→ Directions for this task:
Across the records that follow, give the number of lines containing the word "super" and nothing else.

====== Records ======

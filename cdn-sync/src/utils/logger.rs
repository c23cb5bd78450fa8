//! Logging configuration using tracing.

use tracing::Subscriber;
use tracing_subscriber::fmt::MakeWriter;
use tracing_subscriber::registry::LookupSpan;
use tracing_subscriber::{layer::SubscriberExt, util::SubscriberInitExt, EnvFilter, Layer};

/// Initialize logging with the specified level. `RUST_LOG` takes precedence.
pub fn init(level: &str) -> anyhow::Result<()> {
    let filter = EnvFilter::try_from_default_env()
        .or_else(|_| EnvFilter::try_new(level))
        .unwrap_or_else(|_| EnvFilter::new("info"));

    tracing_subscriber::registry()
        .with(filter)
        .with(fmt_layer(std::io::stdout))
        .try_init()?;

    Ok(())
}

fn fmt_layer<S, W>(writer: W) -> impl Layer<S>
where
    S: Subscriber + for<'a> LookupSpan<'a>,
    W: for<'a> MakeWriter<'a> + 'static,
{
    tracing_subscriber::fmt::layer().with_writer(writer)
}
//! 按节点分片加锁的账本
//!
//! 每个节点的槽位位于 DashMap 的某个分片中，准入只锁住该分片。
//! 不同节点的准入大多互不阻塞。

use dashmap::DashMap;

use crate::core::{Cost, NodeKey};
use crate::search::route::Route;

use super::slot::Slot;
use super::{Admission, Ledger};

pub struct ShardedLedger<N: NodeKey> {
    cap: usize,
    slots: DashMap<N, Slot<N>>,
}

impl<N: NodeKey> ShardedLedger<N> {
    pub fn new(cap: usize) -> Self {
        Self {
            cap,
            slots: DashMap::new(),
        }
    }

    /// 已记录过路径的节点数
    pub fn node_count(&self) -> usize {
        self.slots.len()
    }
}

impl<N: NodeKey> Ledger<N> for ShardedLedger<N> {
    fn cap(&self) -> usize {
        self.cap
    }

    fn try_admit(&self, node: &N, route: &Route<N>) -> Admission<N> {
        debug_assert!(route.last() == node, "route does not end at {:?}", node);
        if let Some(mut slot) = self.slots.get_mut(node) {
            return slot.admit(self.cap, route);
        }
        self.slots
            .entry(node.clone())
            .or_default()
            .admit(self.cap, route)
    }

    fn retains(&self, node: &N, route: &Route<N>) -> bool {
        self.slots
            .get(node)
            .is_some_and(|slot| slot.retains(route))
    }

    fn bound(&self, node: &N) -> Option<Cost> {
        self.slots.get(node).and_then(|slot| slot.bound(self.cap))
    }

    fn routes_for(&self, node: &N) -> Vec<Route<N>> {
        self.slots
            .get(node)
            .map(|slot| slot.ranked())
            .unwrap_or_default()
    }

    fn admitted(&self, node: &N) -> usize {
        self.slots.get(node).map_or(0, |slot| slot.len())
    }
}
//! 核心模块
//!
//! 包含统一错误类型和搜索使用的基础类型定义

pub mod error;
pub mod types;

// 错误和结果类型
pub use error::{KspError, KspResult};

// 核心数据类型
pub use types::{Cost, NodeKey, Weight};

======
====== Records ======

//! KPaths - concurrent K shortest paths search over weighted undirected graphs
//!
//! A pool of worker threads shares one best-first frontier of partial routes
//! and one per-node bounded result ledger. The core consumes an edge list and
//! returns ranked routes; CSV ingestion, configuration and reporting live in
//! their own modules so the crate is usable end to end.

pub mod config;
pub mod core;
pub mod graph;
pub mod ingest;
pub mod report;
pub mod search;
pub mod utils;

======

→ Reply to the task:
2